- **YOUR GOAL**: Look below for the line that contains "fn default() ->", then copy it and each following line exactly, through and including the line that contains "pub fn setup_logging(session_id: &str)".

───── TASK DATA

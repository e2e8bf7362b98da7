//! Combat participants and their mutable attributes.
//!
//! A [`Character`] is a single concrete record: the differences between
//! characters are pure data (stats, element, skill list), never behaviour.
mod character;
mod element;
mod party;
mod skill;

pub use character::{Character, CharacterTemplate};
pub use element::Element;
pub use party::{Party, alive_indices, any_alive};
pub use skill::Skill;
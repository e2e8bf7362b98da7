//! Repository layer for saved progress.
//!
//! Repositories handle data that CHANGES during play: the single progress
//! slot written by save-and-pause and on clearing the game. Static content
//! (roster, dialogue) is handled by oracles, not repositories.

mod error;
mod file;
mod memory;
mod store;
mod traits;

pub use error::{RepositoryError, Result};
pub use file::FileSaveRepository;
pub use memory::InMemorySaveRepository;
pub use store::RepositoryStore;
pub use traits::SaveRepository;
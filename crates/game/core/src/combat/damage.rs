//! Damage calculation and application.

use crate::config::GameConfig;
use crate::state::Character;

/// Elemental multiplier for an attack from `attacker` into `defender`.
///
/// Returns [`GameConfig::ELEMENT_ADVANTAGE`] when the attacker's element beats
/// the defender's element, `1.0` otherwise (including any pairing with
/// `Element::None`).
pub fn element_multiplier(attacker: &Character, defender: &Character) -> f64 {
    if attacker.element.has_advantage_over(defender.element) {
        GameConfig::ELEMENT_ADVANTAGE
    } else {
        1.0
    }
}

/// Calculate damage from an attack.
///
/// # Formula
///
/// ```text
/// effective_attack = attack + next_attack_bonus
/// raw              = floor(base_power * effective_attack * element_multiplier)
/// reduced          = raw - defense * DEFENSE_FACTOR
/// if guarding:
///     reduced      = floor(reduced * GUARD_REDUCTION)
/// damage           = max(1, reduced)
/// ```
///
/// The attacker's pending bonus is only read here; clearing it is up to the
/// action that spent it.
pub fn compute_damage(attacker: &Character, defender: &Character, base_power: u32) -> u32 {
    let effective_attack = attacker.attack.saturating_add(attacker.next_attack_bonus);
    let raw = (f64::from(base_power)
        * f64::from(effective_attack)
        * element_multiplier(attacker, defender))
    .floor() as i64;

    let mut reduced = raw - i64::from(defender.defense) * i64::from(GameConfig::DEFENSE_FACTOR);

    if defender.is_guarding {
        reduced = (reduced as f64 * GameConfig::GUARD_REDUCTION).floor() as i64;
    }

    u32::try_from(reduced.max(1)).unwrap_or(u32::MAX)
}

/// Apply damage to current HP.
///
/// # Returns
///
/// New HP value (clamped to 0)
pub fn apply_damage(current_hp: u32, damage: u32) -> u32 {
    current_hp.saturating_sub(damage)
}
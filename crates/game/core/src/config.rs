/// Game configuration constants and tunable parameters.
#[derive(Clone, Debug, PartialEq, Eq)]
#[cfg_attr(feature = "serde", derive(serde::Serialize, serde::Deserialize))]
#[cfg_attr(feature = "serde", serde(default))]
pub struct GameConfig {
    /// Number of trailing battle log entries exposed to the display.
    /// The log itself keeps its full history.
    pub log_window: usize,
}

impl GameConfig {
    // ===== combat rule constants =====
    /// Each point of defense removes this much damage before guarding.
    pub const DEFENSE_FACTOR: u32 = 5;
    /// Damage multiplier when the attacker's element beats the defender's.
    pub const ELEMENT_ADVANTAGE: f64 = 1.5;
    /// Multiplier applied to post-defense damage against a guarding target.
    pub const GUARD_REDUCTION: f64 = 0.5;
    /// Base power of the normal attack command.
    pub const NORMAL_ATTACK_POWER: u32 = 5;
    /// Attack bonus granted by the built-in charge skills.
    pub const CHARGE_BONUS: u32 = 15;
    /// Own turns during which a recoil skill seals the caster's skills.
    pub const RECOIL_LOCK_TURNS: u32 = 2;

    // ===== campaign constants =====
    /// Entries in the title menu (new game, continue).
    pub const TITLE_MENU_LEN: usize = 2;
    /// Encounter dialogue advances this many lines per confirm.
    pub const ENCOUNTER_LINES_PER_PAGE: usize = 2;

    // ===== runtime-tunable defaults =====
    pub const DEFAULT_LOG_WINDOW: usize = 4;

    pub fn new() -> Self {
        Self {
            log_window: Self::DEFAULT_LOG_WINDOW,
        }
    }

    pub fn with_log_window(log_window: usize) -> Self {
        Self {
            log_window: log_window.max(1),
        }
    }
}

impl Default for GameConfig {
    fn default() -> Self {
        Self::new()
    }
}
//! File logging setup.
use std::path::PathBuf;

use anyhow::{Context, Result};
use tracing_subscriber::layer::SubscriberExt;
use tracing_subscriber::util::SubscriberInitExt;

/// Routes `tracing` output to `<log dir>/<session>/client.log`.
///
/// stdout belongs to the game screen, so nothing is written to the terminal.
/// Returns the log file path.
pub fn setup_logging(session_id: &str) -> Result<PathBuf> {
    let session_log_dir = crate::config::log_dir().join(session_id);
    std::fs::create_dir_all(&session_log_dir)
        .with_context(|| format!("failed to create {}", session_log_dir.display()))?;

    let file_appender = tracing_appender::rolling::never(&session_log_dir, "client.log");
    let (non_blocking_file, guard) = tracing_appender::non_blocking(file_appender);

    let env_filter = tracing_subscriber::EnvFilter::from_default_env()
        .add_directive(tracing::Level::INFO.into());

    let file_layer = tracing_subscriber::fmt::layer()
        .with_writer(non_blocking_file)
        .with_ansi(false);

    tracing_subscriber::registry()
        .with(env_filter)
        .with(file_layer)
        .try_init()
        .context("logging already initialized")?;

    // Keep the writer alive for the whole process.
    std::mem::forget(guard);

    let log_file = session_log_dir.join("client.log");
    tracing::info!(session = session_id, "logging initialized");
    Ok(log_file)
}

──────────

- **EXPECTED ANSWER**:
    fn default() -> Self {
        Self::new()
    }
}
//! File logging setup.
use std::path::PathBuf;

use anyhow::{Context, Result};
use tracing_subscriber::layer::SubscriberExt;
use tracing_subscriber::util::SubscriberInitExt;

/// Routes `tracing` output to `<log dir>/<session>/client.log`.
///
/// stdout belongs to the game screen, so nothing is written to the terminal.
/// Returns the log file path.
pub fn setup_logging(session_id: &str) -> Result<PathBuf> {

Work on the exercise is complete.